Uganda’s linguistic diversity was exhibited at the MasterCard graduation ceremony when graduates were tasked to thank their guardians/parents for their academic milestones. The appreciation was required to be in graduates’ native languages. In other words, while the linguistic diversity was representative, the master of ceremony kept shuffling across languages, given that a more significant section of the audience barely ‘understood’ English, Uganda’s first official language.  

This situation reminded me of Uganda’s ‘de jure’  national language, Kiswahili, also constitutionally provided as the country’s second official language.  
Unlike official languages that must be used for specific purposes, e.g., international engagements, the national language is mainly for ‘internal’ communication in a particular country or region. 
In most cases, national languages serve and signify the country’s national symbol. Yes, official languages are formally learned in school, and national languages are ‘informally’ acquired as long as mechanisms are in place.
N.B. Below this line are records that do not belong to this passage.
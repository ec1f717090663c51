use thiserror::Error;

#[derive(Error, Debug)]
pub enum RiskError {
    #[error("Invalid distribution: expected 0 <= min <= mode <= max, got ({min}, {mode}, {max})")]
    InvalidDistribution { min: f64, mode: f64, max: f64 },

    #[error("Invalid control timing: {reason}")]
    InvalidControlTiming { reason: String },

    #[error("Missing parameters: contact frequency, probability of action and primary loss are all absent")]
    MissingParameters,

    #[error("Invalid input: {0}")]
    InvalidInput(String),

    #[error("Simulation cancelled after {completed} of {requested} trials")]
    Cancelled { completed: usize, requested: usize },

    #[error("Serialization error: {0}")]
    Serialization(#[from] serde_json::Error),

    #[error(transparent)]
    Other(#[from] anyhow::Error),
}

pub type RiskResult<T> = Result<T, RiskError>;
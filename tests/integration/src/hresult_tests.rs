//! Result Code Tests - Taxonomy, Predicates, and Exception Bridging
//!
//! Covers the sign-bit discipline across the code space, the well-known
//! failure encodings, and the full promote/demote cycle between result
//! codes and Rust error handling at an ABI boundary.

mod common;

use nanocom::{catch_hresult, catch_hresult_with, ComError, Guid, Hresult, HresultError};

#[test]
fn test_predicates_partition_the_code_space() {
    for bits in [
        0u32,
        1,
        0x7FFF_FFFF,
        0x8000_0000,
        0x8000_4001,
        0x8007_0057,
        0xFFFF_FFFF,
    ] {
        let code = Hresult::from_bits(bits);
        assert_ne!(code.is_success(), code.is_failure(), "{code}");
        assert_eq!(code.is_failure(), bits & 0x8000_0000 != 0, "{code}");
    }
}

#[test]
fn test_well_known_encoding() {
    assert_eq!(Hresult::FAILURE_INVALID_ARGUMENT.to_bits(), 0x8007_0057);
    assert_eq!(Hresult::FAILURE_OUT_OF_MEMORY.to_bits(), 0x8007_000E);
    assert_eq!(Hresult::FAILURE_NO_INTERFACE.to_bits(), 0x8000_4002);
}

#[test]
fn test_os_error_encoding_rule() {
    for code in [5u16, 87, 1168, 2250] {
        assert_eq!(
            Hresult::from_win32(code).to_bits(),
            0x8007_0000 | code as u32
        );
        assert!(Hresult::from_win32(code).is_failure());
    }
}

#[test]
fn test_question_mark_propagation() {
    fn probe(code: Hresult) -> Result<&'static str, HresultError> {
        code.ok()?;
        Ok("reached")
    }

    assert_eq!(probe(Hresult::OK).unwrap(), "reached");
    let err = probe(Hresult::FAILURE_NOT_READY).unwrap_err();
    assert_eq!(err.code(), Hresult::FAILURE_NOT_READY);
}

#[test]
fn test_throw_then_catch_restores_the_code() {
    // Promote a failure into an unwind, cross some frames, demote it back.
    fn inner() {
        Hresult::FAILURE_OUT_OF_MEMORY.throw_if_failure();
    }
    fn outer() -> Result<(), ComError> {
        inner();
        Ok(())
    }

    assert_eq!(catch_hresult(outer), Hresult::FAILURE_OUT_OF_MEMORY);
}

#[test]
fn test_catch_maps_conditions_per_table() {
    let cases: Vec<(ComError, Hresult)> = vec![
        (ComError::OutOfMemory, Hresult::FAILURE_OUT_OF_MEMORY),
        (
            ComError::InvalidArgument("negative length".into()),
            Hresult::FAILURE_INVALID_ARGUMENT,
        ),
        (
            ComError::NotFound("no such row".into()),
            Hresult::FAILURE_NOT_FOUND,
        ),
        (ComError::NotImplemented, Hresult::FAILURE_NOT_IMPLEMENTED),
        (
            ComError::NoInterface(Guid::NIL),
            Hresult::FAILURE_NO_INTERFACE,
        ),
        (
            ComError::Unexpected("invariant broken".into()),
            Hresult::FAILURE_UNEXPECTED,
        ),
    ];
    for (condition, expected) in cases {
        assert_eq!(catch_hresult(|| Err(condition)), expected);
    }
}

#[test]
fn test_catch_success_is_ok() {
    assert_eq!(catch_hresult(|| Ok(())), Hresult::OK);
}

#[test]
fn test_catch_foreign_panic_falls_back() {
    assert_eq!(
        catch_hresult(|| panic!("unrelated assertion")),
        Hresult::FAILURE_UNEXPECTED
    );
    assert_eq!(
        catch_hresult_with(|| panic!("unrelated assertion"), || {
            Hresult::FAILURE_ABORT
        }),
        Hresult::FAILURE_ABORT
    );
}

#[test]
fn test_codes_survive_the_boundary_untranslated() {
    // A code produced on one side of the ABI reads back bit-identical on
    // the other, whatever route it took.
    for code in [
        Hresult::FAILURE_PENDING,
        Hresult::FAILURE_ACCESS_DENIED,
        Hresult::FAILURE_DEVICE_REMOVED,
    ] {
        let via_err = catch_hresult(move || Err(HresultError::new(code).into()));
        assert_eq!(via_err, code);

        let via_panic = catch_hresult(move || {
            code.throw_if_failure();
            Ok(())
        });
        assert_eq!(via_panic, code);
    }
}
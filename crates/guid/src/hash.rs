//! FNV-1a hashing of GUID values.
//!
//! The hash runs over the 16-byte in-memory image of the value, so it is
//! cheap and collision-resistant for in-process tables but not stable across
//! hosts of different endianness. Do not persist it.

use std::hash::{Hash, Hasher};

use crate::Guid;

const FNV64_OFFSET_BASIS: u64 = 14_695_981_039_346_656_037;
const FNV64_PRIME: u64 = 1_099_511_628_211;

const FNV32_OFFSET_BASIS: u32 = 2_166_136_261;
const FNV32_PRIME: u32 = 16_777_619;

impl Guid {
    /// 64-bit FNV-1a over the raw in-memory image.
    pub const fn fnv1a_64(&self) -> u64 {
        let bytes = self.to_ne_bytes();
        let mut hash = FNV64_OFFSET_BASIS;
        let mut i = 0;
        while i < bytes.len() {
            hash ^= bytes[i] as u64;
            hash = hash.wrapping_mul(FNV64_PRIME);
            i += 1;
        }
        hash
    }

    /// 32-bit FNV-1a over the raw in-memory image.
    pub const fn fnv1a_32(&self) -> u32 {
        let bytes = self.to_ne_bytes();
        let mut hash = FNV32_OFFSET_BASIS;
        let mut i = 0;
        while i < bytes.len() {
            hash ^= bytes[i] as u32;
            hash = hash.wrapping_mul(FNV32_PRIME);
            i += 1;
        }
        hash
    }

    /// Pointer-width FNV-1a over the raw in-memory image.
    pub const fn fnv1a(&self) -> usize {
        if cfg!(target_pointer_width = "64") {
            self.fnv1a_64() as usize
        } else {
            self.fnv1a_32() as usize
        }
    }
}

impl Hash for Guid {
    fn hash<H: Hasher>(&self, state: &mut H) {
        // Feed the raw image so an FNV hasher observes exactly the bytes the
        // fnv1a_* methods consume.
        state.write(&self.to_ne_bytes());
    }
}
Unfortunately, when Idi Amin, by decree, declared Kiswahili as Uganda’s national language in the 1970s, there were no viable mechanisms to promote it. Well, he directed its introduction to the national broadcasters - the only radio and television in Uganda by then.
Nonetheless, Radio Uganda was already grappling with programming in several indigenous  languages, including English and Hindustani. This partly challenged Kiswahili to break through via the airwaves.

In today’s Uganda, while Kiswahili is in the national broadcasters (even in other private stations, for mainly news bulletins) exists, few Ugandans can use it as a national symbol, yet, Idi Amin’s decree has not been repealed. In other words, in the absence of an elevated national language and limited proficiency in using the official language, some native languages tend to exhibit and develop hegemonic elements.
Indeed, the above practices are continuously widening the communication gaps among Ugandans. In fact, such practices also bring about overlaps in language use, especially now that Uganda’s language policy is unclear regarding its provisions, implementation strategies, and practices.

To be precise, by borrowing from Nsibambi (2014: 294), I also emphasize a need to elevate a national language(s) given that “[a] widely understood national language enhances national integration because it enables different ethnic groups to communicate with each other at both the horizontal and vertical levels.”  For God and my country.

The author, Dr. Caesar Jjingo, is a Kiswahili pedagogy and materials development specialist at Makerere University.